Hanjin Shipping said it had a net loss of 224.5 billion South Korean won ($219 million) in the first quarter of 2014, compared to a net loss of 34.7 billion won in the same 2013 period.
The company’s operating loss was 62.2 billion won in the first quarter, compared to 99.1 billion won in the first quarter of 2013. The company said the operating loss came in the current quarter "because of an increase in container transport volume and fuel cost savings." It added that operating results are “expected to improve in the second quarter through proactive rate recovery and cost-reduction efforts.”
Hanjin’s first quarter sales were 2.15 trillion won, 7.6-percent less than the 2.33 trillion won recorded in the first quarter of 2013. The company’s container transport volume in the first quarter was 1,117,357 TEU, 0.7-percent more than in the first quarter of 2013. However, container freight rates fell 2 percent, and container sales were 6.4-percent lower — 1.93 trillion won in the first quarter, compared to 2.06 won in the first quarter of 2013.
The company’s bulk business unit’s revenues were 171.8 billion won, which was 0.5-percent lower, year-over-year, due to an 8.1-percent decrease in freight volume, even though bulk freight rates rose by 5.8 percent.

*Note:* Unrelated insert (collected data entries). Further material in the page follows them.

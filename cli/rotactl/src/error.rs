//! Error handling and display for the CLI.

use colored::Colorize;
use thiserror::Error;

use rota_store::StoreError;

/// CLI-specific errors.
#[derive(Debug, Error)]
pub enum CliError {
    #[error("No rounds have been generated yet")]
    NoRounds,

    #[error("No round found at {0}")]
    RoundNotFound(String),
}

/// Print an error in a user-friendly format.
pub fn print_error(err: &anyhow::Error) {
    eprintln!("{} {}", "Error:".red().bold(), err);

    // Check for specific error types and provide hints
    if let Some(cli_err) = err.downcast_ref::<CliError>() {
        match cli_err {
            CliError::NoRounds => {
                eprintln!(
                    "\n{}",
                    "Hint: Run `rota assign` to generate the first round.".yellow()
                );
            }
            CliError::RoundNotFound(_) => {
                eprintln!(
                    "\n{}",
                    "Hint: Run `rota rounds list` to see recorded rounds.".yellow()
                );
            }
        }
    }

    if let Some(store_err) = err.downcast_ref::<StoreError>() {
        match store_err {
            StoreError::Parse { path, .. } => {
                eprintln!(
                    "\n{}",
                    format!(
                        "Hint: {} is not valid state data; restore it from a backup or remove it.",
                        path.display()
                    )
                    .yellow()
                );
            }
            StoreError::UnsupportedVersion { .. } => {
                eprintln!(
                    "\n{}",
                    "Hint: This state file was written by a newer rota; upgrade the CLI.".yellow()
                );
            }
            _ => {}
        }
    }
}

"Although deliveries of mega vessels are being made in container market, carriers are continuing their various efforts such as service rationalization, slow steaming, early return of chartered-in vessels, and scrapping of old vessels, thus profitability is expected to improve," the company said. "Additionally, rate increase during the coming peak-season and a stable oil price is also likely to contribute to an increase in profitability. As for the bulk sector, the global bulk freight volume is expected to rise back up due to the recovery of the Chinese construction business, the resumption of Columbia’s coal exports, etc.”
Rate restoration and efforts to cuts costs will improve the operating profit, the company said. "We also expect to secure liquidity as financial structure improvement plans, such as the liquidation of the long-term contract-based bulk and LNG business and the capital increase, bring about tangible results," it continued.
On April 29, Cho Yang Ho was appointed as chairman and chief executive officer of Hanjin Shipping, but Min Park, a spokeswoman for Hanjin based in Korea, said Suk Tai Soo will also retain the title of CEO. An article by the Yonhap news agency said Cho is promising "every effort will be made to transform Hanjin into a global leader in the seaborne cargo field
Yonhap quoted Cho as telling board members, "Ongoing corporate normalization efforts will be followed through according to existing plans, so the shipping company can become an integral and productive part of the conglomerate."
Mike Radak, senior vice president sales/marketing and operations at Hanjin's U.S. office, said the changes "will strengthen our operations as a global leader in the ocean carrier industry."
Hanjin Shipping has disposed all its shares of Hanjin Logistics to Hanjin Shipping Holdings, and Hanjin Logistics will be separated from Hanjin Shipping and become part of Hanjin Shipping Holdings, said Park.
Radak said the relationship between Hanjin Logistics and Hanjin Shipping "remains unchanged, with both working together for the common well being for the group."